** Problem details **
Copy out each line of the listing below where the string "Timestamp" appears.
===== Records to use =====
//! Route definitions for the `/requests` resource.

use axum::routing::{get, post};
use axum::Router;

use crate::handlers::requests;
use crate::state::AppState;

/// Routes mounted at `/requests` (all require auth).
///
/// ```text
/// GET    /                                  -> list_requests
/// POST   /                                  -> create_request
/// GET    /{id}                              -> get_request
/// PATCH  /{id}                              -> update_request
/// DELETE /{id}                              -> delete_request
/// POST   /{id}/complete                     -> complete_request
/// POST   /{id}/steps/{step_id}/complete     -> complete_step
/// POST   /{id}/steps/{step_id}/uncomplete   -> uncomplete_step
/// ```
pub fn router() -> Router<AppState> {
    Router::new()
        .route("/", get(requests::list_requests).post(requests::create_request))
        .route(
            "/{id}",
            get(requests::get_request)
                .patch(requests::update_request)
                .delete(requests::delete_request),
        )
        .route("/{id}/complete", post(requests::complete_request))
        .route("/{id}/steps/{step_id}/complete", post(requests::complete_step))
        .route(
            "/{id}/steps/{step_id}/uncomplete",
            post(requests::uncomplete_step),
        )
}
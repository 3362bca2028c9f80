//! Billing subscription entity model and DTOs.

use serde::Serialize;
use slettmeg_core::status::{Plan, SubscriptionStatus};
use slettmeg_core::types::{DbId, Timestamp};
use sqlx::FromRow;

/// A subscription row from the `subscriptions` table. One row per user;
/// every user gets a `free`/`active` row at signup.
#[derive(Debug, Clone, FromRow, Serialize)]
pub struct Subscription {
    pub id: DbId,
    pub user_id: DbId,
    #[sqlx(try_from = "String")]
    pub plan: Plan,
    #[sqlx(try_from = "String")]
    pub status: SubscriptionStatus,
    #[serde(skip_serializing)]
    pub stripe_customer_id: Option<String>,
    #[serde(skip_serializing)]
    pub stripe_subscription_id: Option<String>,
    #[serde(skip_serializing)]
    pub stripe_price_id: Option<String>,
    pub current_period_end: Option<Timestamp>,
    pub created_at: Timestamp,
    pub updated_at: Timestamp,
}

/// DTO for applying a webhook-driven subscription change.
#[derive(Debug)]
pub struct ApplySubscriptionChange {
    pub plan: Plan,
    pub status: SubscriptionStatus,
    pub stripe_subscription_id: Option<String>,
    pub stripe_price_id: Option<String>,
    pub current_period_end: Option<Timestamp>,
}
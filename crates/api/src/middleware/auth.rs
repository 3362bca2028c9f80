//! JWT-based authentication extractor for Axum handlers.

use axum::extract::FromRequestParts;
use axum::http::request::Parts;
use slettmeg_core::error::CoreError;
use slettmeg_core::types::DbId;

use crate::auth::jwt::validate_token;
use crate::error::AppError;
use crate::state::AppState;

/// Authenticated user extracted from a JWT Bearer token in the `Authorization` header.
///
/// Use this as an extractor parameter in any handler that requires authentication:
///
/// ```ignore
/// async fn my_handler(user: AuthUser) -> AppResult<Json<()>> {
///     tracing::info!(user_id = user.user_id, "handling request");
///     Ok(Json(()))
/// }
/// ```
#[derive(Debug, Clone)]
pub struct AuthUser {
    /// The user's internal database id (from `claims.sub`).
    pub user_id: DbId,
    /// The user's email address (from `claims.email`).
    pub email: String,
}

impl FromRequestParts<AppState> for AuthUser {
    type Rejection = AppError;

    async fn from_request_parts(
        parts: &mut Parts,
        state: &AppState,
    ) -> Result<Self, Self::Rejection> {
        let auth_header = parts
            .headers
            .get("authorization")
            .and_then(|v| v.to_str().ok())
            .ok_or_else(|| {
                AppError::Core(CoreError::Unauthorized(
                    "Missing Authorization header".into(),
                ))
            })?;

        let token = auth_header.strip_prefix("Bearer ").ok_or_else(|| {
            AppError::Core(CoreError::Unauthorized(
                "Invalid Authorization format. Expected: Bearer <token>".into(),
            ))
        })?;

        let claims = validate_token(token, &state.config.jwt).map_err(|_| {
            AppError::Core(CoreError::Unauthorized("Invalid or expired token".into()))
        })?;

        Ok(AuthUser {
            user_id: claims.sub,
            email: claims.email,
        })
    }
}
=====
** Finished exercise **
use slettmeg_core::types::{DbId, Timestamp};
    pub current_period_end: Option<Timestamp>,
    pub created_at: Timestamp,
    pub updated_at: Timestamp,
    pub current_period_end: Option<Timestamp>,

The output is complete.